スタートアップエコシステム形成において期待される大企業の役割

芦澤 美智子(横浜市立大学 国際商学部 准教授)
  • A,B,EXコース
スタートアップに関する議論の盛り上がり

 2021年10月に総理大臣になった岸田文雄氏は、2022年を「スタートアップ創出元年」と位置づけスタートアップの創出に取り組むと宣言している。岸田氏自らスタートアップの現場に足を運ぶ姿も複数見られ、2022年2月には日本最大級のスタートアップ向けコワーキングスペースであるCIC Tokyoを訪ね、入居している起業家や支援者と懇談を行った。

 政府が本格的にスタートアップ創出に乗り出す背景には、世界的なベンチャーブームがあり、スタートアップ支援策でしのぎを削るグローバルな都市間競争の激化がある。

 日本では2013年頃から「第4次ベンチャーブーム」が始まって今に至る。年間のスタートアップへの資金調達総額が拡大し、10年前(2012年)の645億円に対して、2021年は7801億円、12倍の成長を遂げている。(注1)。しかしながら、他国のスタートアップ市場はさらに拡大しており、2021年に米国で3295億ドル(1ドル110円換算で約36兆円)(注2)、中国で1兆3748億元(1元17円換算で約23兆円)(注3)の資金調達が実行された。つまり昨年1年で、米国では日本の約46倍、中国では30倍の資金がスタートアップに投下されている。

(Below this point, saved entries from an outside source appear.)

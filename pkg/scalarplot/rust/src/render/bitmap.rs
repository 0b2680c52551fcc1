// Unless explicitly stated otherwise all files in this repository are licensed
// under the Apache License Version 2.0.
// This product includes software developed at Datadog (https://www.datadoghq.com/).
// Copyright 2026-present Datadog, Inc.

//! PNG output through `plotters`.

use std::collections::HashMap;
use std::ops::Range;
use std::path::{Path, PathBuf};
use std::sync::{Mutex, OnceLock};

use log::debug;
use plotters::prelude::*;

use super::{ChartBackend, ChartSeries, ChartSpec};
use crate::errors::{Error, IoContext, Result};
use crate::fonts::FontFace;

const TITLE_SCALE: f64 = 1.2;
const LEGEND_LINE_PX: i32 = 20;
const Y_PADDING: f64 = 0.05;

/// Font files already handed to plotters, keyed by path.
///
/// plotters can only draw with fonts registered in its process-wide table, so
/// each file is registered under a name derived from its path. Family names
/// chosen by users never reach that table.
static REGISTERED_FONTS: OnceLock<Mutex<HashMap<PathBuf, String>>> = OnceLock::new();

fn plotters_family(face: &FontFace) -> Result<String> {
    let registered = REGISTERED_FONTS.get_or_init(|| Mutex::new(HashMap::new()));
    let mut registered = registered.lock().map_err(|_| Error::Render {
        reason: "font table lock poisoned".to_string(),
    })?;
    if let Some(name) = registered.get(&face.path) {
        return Ok(name.clone());
    }

    let bytes = std::fs::read(&face.path)
        .io_context(|| format!("failed to read font {}", face.path.display()))?;
    let name = format!("scalar-plot:{}", face.path.display());
    let bytes: &'static [u8] = Box::leak(bytes.into_boxed_slice());
    plotters::style::register_font(&name, FontStyle::Normal, bytes).map_err(|_| Error::Font {
        path: face.path.clone(),
        reason: "not a valid TrueType/OpenType font".to_string(),
    })?;

    debug!("Loaded font {} from {}", face.family, face.path.display());
    registered.insert(face.path.clone(), name.clone());
    Ok(name)
}

/// Draws charts as PNG files with `plotters`' bitmap backend.
#[derive(Debug, Default, Clone, Copy)]
pub struct PlottersBackend;

impl PlottersBackend {
    pub fn new() -> Self {
        Self
    }
}

impl ChartBackend for PlottersBackend {
    fn draw(&self, chart: &ChartSpec, path: &Path) -> Result<()> {
        let face = chart.style.font.as_ref().ok_or_else(|| Error::Render {
            reason: "no font available, upload a .ttf/.otf file or configure font_dirs"
                .to_string(),
        })?;
        let family = plotters_family(face)?;

        draw_png(chart, path, &family).map_err(|e| Error::Render {
            reason: format!("{}: {e}", chart.title),
        })
    }
}

#[allow(clippy::cast_possible_truncation)]
fn draw_png(
    chart: &ChartSpec,
    path: &Path,
    family: &str,
) -> std::result::Result<(), Box<dyn std::error::Error>> {
    let style = &chart.style;
    let font = FontDesc::new(FontFamily::Name(family), style.font_size_px, FontStyle::Normal);
    let title_font = FontDesc::new(
        FontFamily::Name(family),
        style.font_size_px * TITLE_SCALE,
        FontStyle::Normal,
    );
    let font_px = style.font_size_px.round().max(1.0) as u32;
    let line_width = style.line_width_px;

    let (x_range, y_range) = data_ranges(&chart.series);

    let root = BitMapBackend::new(path, (style.width_px, style.height_px)).into_drawing_area();
    root.fill(&WHITE)?;

    let mut ctx = ChartBuilder::on(&root)
        .caption(&chart.title, title_font)
        .margin(font_px)
        .x_label_area_size(font_px * 3)
        .y_label_area_size(font_px * 5)
        .build_cartesian_2d(x_range, y_range)?;

    let mut mesh = ctx.configure_mesh();
    mesh.x_desc(chart.x_label.as_str())
        .y_desc(chart.y_label.as_str())
        .label_style(font.clone())
        .axis_desc_style(font.clone());
    if !style.show_grid {
        mesh.disable_mesh();
    }
    mesh.draw()?;

    for series in &chart.series {
        let color = RGBColor(series.color.0, series.color.1, series.color.2);
        ctx.draw_series(LineSeries::new(
            series.points.iter().copied(),
            color.stroke_width(line_width),
        ))?
        .label(series.label.as_str())
        .legend(move |(x, y)| {
            PathElement::new(
                vec![(x, y), (x + LEGEND_LINE_PX, y)],
                color.stroke_width(line_width),
            )
        });
    }

    ctx.configure_series_labels()
        .label_font(font)
        .background_style(WHITE.mix(0.8))
        .border_style(BLACK)
        .position(SeriesLabelPosition::UpperRight)
        .draw()?;

    root.present()?;
    Ok(())
}

/// Axis ranges covering every point, widened when the data is a single value.
fn data_ranges(series: &[ChartSeries]) -> (Range<f64>, Range<f64>) {
    let points = || series.iter().flat_map(|s| s.points.iter());
    let x = span(points().map(|(x, _)| *x)).unwrap_or((0.0, 1.0));
    let y = span(points().map(|(_, y)| *y)).unwrap_or((0.0, 1.0));

    let x_range = if x.0 == x.1 {
        (x.0 - 1.0)..(x.1 + 1.0)
    } else {
        x.0..x.1
    };
    let y_pad = if y.0 == y.1 {
        (y.0.abs() * 0.1).max(0.5)
    } else {
        (y.1 - y.0) * Y_PADDING
    };
    (x_range, (y.0 - y_pad)..(y.1 + y_pad))
}

fn span(values: impl Iterator<Item = f64>) -> Option<(f64, f64)> {
    values
        .filter(|v| v.is_finite())
        .fold(None, |acc, v| match acc {
            None => Some((v, v)),
            Some((lo, hi)) => Some((lo.min(v), hi.max(v))),
        })
}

 この差の理由は様々説明されうるが、日本の各都市のスタートアップエコシステムが未熟であり、起業家を支援する仕組みが整備されていないことが指摘されている。岸田内閣の提唱する成長戦略の中には「スタートアップエコシステム構築」が示されていて(注4)、日本においてもスタートアップエコシステム形成が必要であるとの認識がなされて動いている。

スタートアップエコシステムの本質と日本におけるエコシステム形成の動き

 従来「起業」の世界観は、あまたいる起業家の中からごく一握りのみが個人の努力と運で成功するというものであった。それが「スタートアップエコシステム」の概念提唱により変化してきている。すなわち、起業家を知識の支援者たちがシームレスに支え育てるという世界観が主流となってきている。実際に、シリコンバレー、ニューヨーク、ロンドン、北京といった世界中の各都市で、インキュベーター、アクセラレーター、ベンチャーキャピタリストなどと連携し、知識やスキルに乏しい起業家を支援する姿が見られる。そうした各都市では頻繁にミートアップと呼ばれるイベントが開催されていて、起業家と支援者が直接交流し、名刺交換をし、アドバイスを受けることができる。このような活発な交流は産学官の垣根を越えて行われ、社会的ネットワークや起業に肯定的な文化が都市に生み出され、起業家を後押しする土台となっている。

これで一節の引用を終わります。